Seorang gadis dengan jaket abu dan celana panjang hitam duduk memeluk kedua kaki nya menahan dingin. Suara runtuhan air terdengar jelas di atap rumah pohon yang sekarang menjadi tempat teduh Neira.

Rumah pohon yang selalu Neira datangi ketika ia merasa dunia sangat tidak menginginkan nya. Saat semua orang tidak membutuhkannya. Dan saat dunia tidak pernah berpihak dengan keinginan nya.

Gadis itu terus menangis diikuti dengan suara hujan yang semakin lama semakin deras. Tidak ada orang melihat ataupun mendengar nya.

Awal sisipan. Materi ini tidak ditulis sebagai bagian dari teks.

//! Overlap validator that runs all lineup checks

use super::{OrderingValidator, StructuralValidator, Violation, ViolationCode};
use crate::core::config::EngineConfig;
use crate::core::types::PlayerState;
use crate::rotation::Lineup;
use crate::spatial::tolerance::Tolerance;
use rayon::prelude::*;
use serde::{Deserialize, Serialize};

/// Verdict for one lineup
#[derive(Debug, Clone, PartialEq, Serialize, Deserialize)]
#[serde(rename_all = "camelCase")]
pub struct OverlapResult {
    pub is_legal: bool,
    pub violations: Vec<Violation>,
}

impl OverlapResult {
    pub fn new() -> Self {
        Self {
            is_legal: true,
            violations: Vec::new(),
        }
    }

    pub fn add_violations(&mut self, violations: Vec<Violation>) {
        if !violations.is_empty() {
            self.is_legal = false;
            self.violations.extend(violations);
        }
    }

    pub fn has_code(&self, code: ViolationCode) -> bool {
        self.violations.iter().any(|v| v.code == code)
    }

    pub fn violations_with(&self, code: ViolationCode) -> impl Iterator<Item = &Violation> {
        self.violations.iter().filter(move |v| v.code == code)
    }

    /// True when shape problems stopped positional checks
    pub fn is_structurally_invalid(&self) -> bool {
        self.violations.iter().any(|v| v.code.is_structural())
    }
}

impl Default for OverlapResult {
    fn default() -> Self {
        Self::new()
    }
}

/// Stateless rule engine; the only fields are fixed settings
#[derive(Debug, Clone, Copy)]
pub struct OverlapValidator {
    tolerance: Tolerance,
    parallel_threshold: usize,
}

impl Default for OverlapValidator {
    fn default() -> Self {
        Self::from_config(&EngineConfig::default())
    }
}

impl OverlapValidator {
    pub fn new(tolerance: Tolerance) -> Self {
        Self {
            tolerance,
            parallel_threshold: EngineConfig::default().parallel_threshold,
        }
    }

    pub fn from_config(config: &EngineConfig) -> Self {
        Self {
            tolerance: Tolerance::new(config.tolerance),
            parallel_threshold: config.parallel_threshold,
        }
    }

    pub fn tolerance(&self) -> Tolerance {
        self.tolerance
    }

    /// Validate a raw snapshot. Never fails: malformed input comes back as
    /// structural violations and skips the positional checks.
    pub fn validate(&self, players: &[PlayerState]) -> OverlapResult {
        let mut result = OverlapResult::new();

        result.add_violations(StructuralValidator::validate(players));
        if !result.is_legal {
            tracing::debug!(
                players = players.len(),
                violations = result.violations.len(),
                "lineup rejected on shape"
            );
            return result;
        }

        match Lineup::from_checked(players.to_vec()) {
            Some(lineup) => self.validate_positions(&lineup, &mut result),
            None => {
                // Structural checks passed, so construction cannot fail
                tracing::warn!("lineup construction failed after shape checks");
            }
        }

        tracing::debug!(
            legal = result.is_legal,
            violations = result.violations.len(),
            "lineup validated"
        );
        result
    }

    /// Validate an already well-formed lineup
    pub fn validate_lineup(&self, lineup: &Lineup) -> OverlapResult {
        let mut result = OverlapResult::new();
        self.validate_positions(lineup, &mut result);
        result
    }

    fn validate_positions(&self, lineup: &Lineup, result: &mut OverlapResult) {
        result.add_violations(OrderingValidator::validate_row_order(lineup, self.tolerance));
        result.add_violations(OrderingValidator::validate_front_back(lineup, self.tolerance));
    }

    /// Boolean verdict without building messages; agrees with `validate`
    pub fn is_legal(&self, players: &[PlayerState]) -> bool {
        if !StructuralValidator::is_well_formed(players) {
            return false;
        }
        Lineup::from_checked(players.to_vec())
            .map(|lineup| !OrderingValidator::any_violation(&lineup, self.tolerance))
            .unwrap_or(false)
    }

    /// Validate many lineups; results are in input order
    pub fn validate_batch(&self, lineups: &[Vec<PlayerState>]) -> Vec<OverlapResult> {
        let results: Vec<OverlapResult> = if lineups.len() >= self.parallel_threshold {
            lineups.par_iter().map(|l| self.validate(l)).collect()
        } else {
            lineups.iter().map(|l| self.validate(l)).collect()
        };

        tracing::debug!(
            lineups = lineups.len(),
            illegal = results.iter().filter(|r| !r.is_legal).count(),
            "batch validated"
        );
        results
    }
}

Berkali-kali ia usap air mata nya namun tetap saja, air yang keluar dari mata nya terus menerus turun seperti hujan lebat di luar sana.

Neira menarik napas lalu menghembuskan nya dengan berat. Berusaha untuk berhenti menangis dan diam.

Tatapan nya kosong.

"NEIRAAA, NEIRAAA." Suara teriakan yang membuat lamunan Neira buyar.

Suara itu dari bawah.

"NEIRA GUE TAU LO ADA DI ATAS." Neira tahu siapa pemilik suara itu.

"TURUN RA, SEMUA ORANG NYARIIN LO. AYO PULANG SAMA GUE," Neira tak ada niat untuk melihat ke bawah bahkan menjawab.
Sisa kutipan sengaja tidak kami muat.